I never thought I would ever say the following words:
“I would rather have the root canal, please…”
Six months earlier…
My teeth have always been strong, though I used to get a lot of cavities when I was a child. Even with the massive doses of fluoride they used to swab on our teeth and shirt fronts in grammar school in the sixties, along with our vaccines, including the needle pricks on our left forearms one and the sugar cube one. That set us up for the latter part of the sixties where needle pricks and sugar cubes would take on a whoooole-neeeew-context. But that’s another essay.
Moving along.
Nobody knew what dental floss was and we only dragged the toothbrush back and forth across the fronts of our molars and front teeth, like they showed on the toothpaste commercials in Ozzy and Harriet breaks on our black and white Magnavox TV sets. Still, I could count on several fillings at each six-month visit. Four was not unusual.

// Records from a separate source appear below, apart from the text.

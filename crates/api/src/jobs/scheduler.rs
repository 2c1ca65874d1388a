//! Interval scheduler for background jobs.

use std::sync::Arc;
use std::time::Duration;
use tokio::sync::watch;
use tokio::task::JoinHandle;
use tokio::time::MissedTickBehavior;
use tracing::{error, info, warn};

#[derive(Debug, Clone, Copy, PartialEq, Eq)]
pub enum JobFrequency {
    Seconds(u64),
    Minutes(u64),
}

impl JobFrequency {
    /// Interval between runs; never shorter than one second.
    pub fn duration(&self) -> Duration {
        match self {
            JobFrequency::Seconds(secs) => Duration::from_secs((*secs).max(1)),
            JobFrequency::Minutes(mins) => Duration::from_secs((*mins).max(1) * 60),
        }
    }
}

#[async_trait::async_trait]
pub trait Job: Send + Sync {
    /// Name used in logs.
    fn name(&self) -> &'static str;

    fn frequency(&self) -> JobFrequency;

    /// Run once. Errors are logged and the job keeps its schedule.
    async fn execute(&self) -> Result<(), String>;
}

/// Runs each registered job on its own interval until shutdown.
///
/// A run that overlaps the next tick delays it instead of queueing a burst.
pub struct JobScheduler {
    jobs: Vec<Arc<dyn Job>>,
    shutdown_tx: watch::Sender<bool>,
    shutdown_rx: watch::Receiver<bool>,
    handles: Vec<JoinHandle<()>>,
}

impl JobScheduler {
    pub fn new() -> Self {
        let (shutdown_tx, shutdown_rx) = watch::channel(false);
        Self {
            jobs: Vec::new(),
            shutdown_tx,
            shutdown_rx,
            handles: Vec::new(),
        }
    }

    pub fn register<J: Job + 'static>(&mut self, job: J) {
        self.jobs.push(Arc::new(job));
    }

    pub fn job_count(&self) -> usize {
        self.jobs.len()
    }

    pub fn start(&mut self) {
        info!("Starting job scheduler with {} jobs", self.jobs.len());

        for job in &self.jobs {
            let job = Arc::clone(job);
            let mut shutdown_rx = self.shutdown_rx.clone();

            let handle = tokio::spawn(async move {
                let name = job.name();
                let frequency = job.frequency();
                let mut interval = tokio::time::interval(frequency.duration());
                interval.set_missed_tick_behavior(MissedTickBehavior::Delay);

                // Skip the immediate first tick
                interval.tick().await;

                info!(job = name, frequency = ?frequency, "Job scheduled");

                loop {
                    tokio::select! {
                        _ = interval.tick() => {
                            let start = std::time::Instant::now();
                            match job.execute().await {
                                Ok(()) => {
                                    tracing::debug!(
                                        job = name,
                                        elapsed_ms = start.elapsed().as_millis(),
                                        "Job completed"
                                    );
                                }
                                Err(e) => {
                                    error!(
                                        job = name,
                                        elapsed_ms = start.elapsed().as_millis(),
                                        error = %e,
                                        "Job failed"
                                    );
                                }
                            }
                        }
                        _ = shutdown_rx.changed() => {
                            if *shutdown_rx.borrow() {
                                info!(job = name, "Job shutting down");
                                break;
                            }
                        }
                    }
                }
            });

            self.handles.push(handle);
        }
    }

    /// Signal every job to stop after its current run.
    pub fn shutdown(&self) {
        info!("Initiating job scheduler shutdown");
        let _ = self.shutdown_tx.send(true);
    }

    pub async fn wait_for_shutdown(self, timeout: Duration) {
        let shutdown_future = async {
            for handle in self.handles {
                if let Err(e) = handle.await {
                    warn!("Job task panicked: {}", e);
                }
            }
        };

        match tokio::time::timeout(timeout, shutdown_future).await {
            Ok(()) => info!("All jobs completed gracefully"),
            Err(_) => warn!("Job shutdown timed out after {:?}", timeout),
        }
    }
}

impl Default for JobScheduler {
    fn default() -> Self {
        Self::new()
    }
}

Our dentist used drills that were powered by belts and pullies on a contraption that looked like a hideous mechanical insect from the industrial planet Giedi Prime in Dune. And he didn’t use Novocain for something as trivial as a cavity. That was just unthinkable. I remember the first time I did have a cavity as an adult, which was decades later, and they automatically injected me with Novocain.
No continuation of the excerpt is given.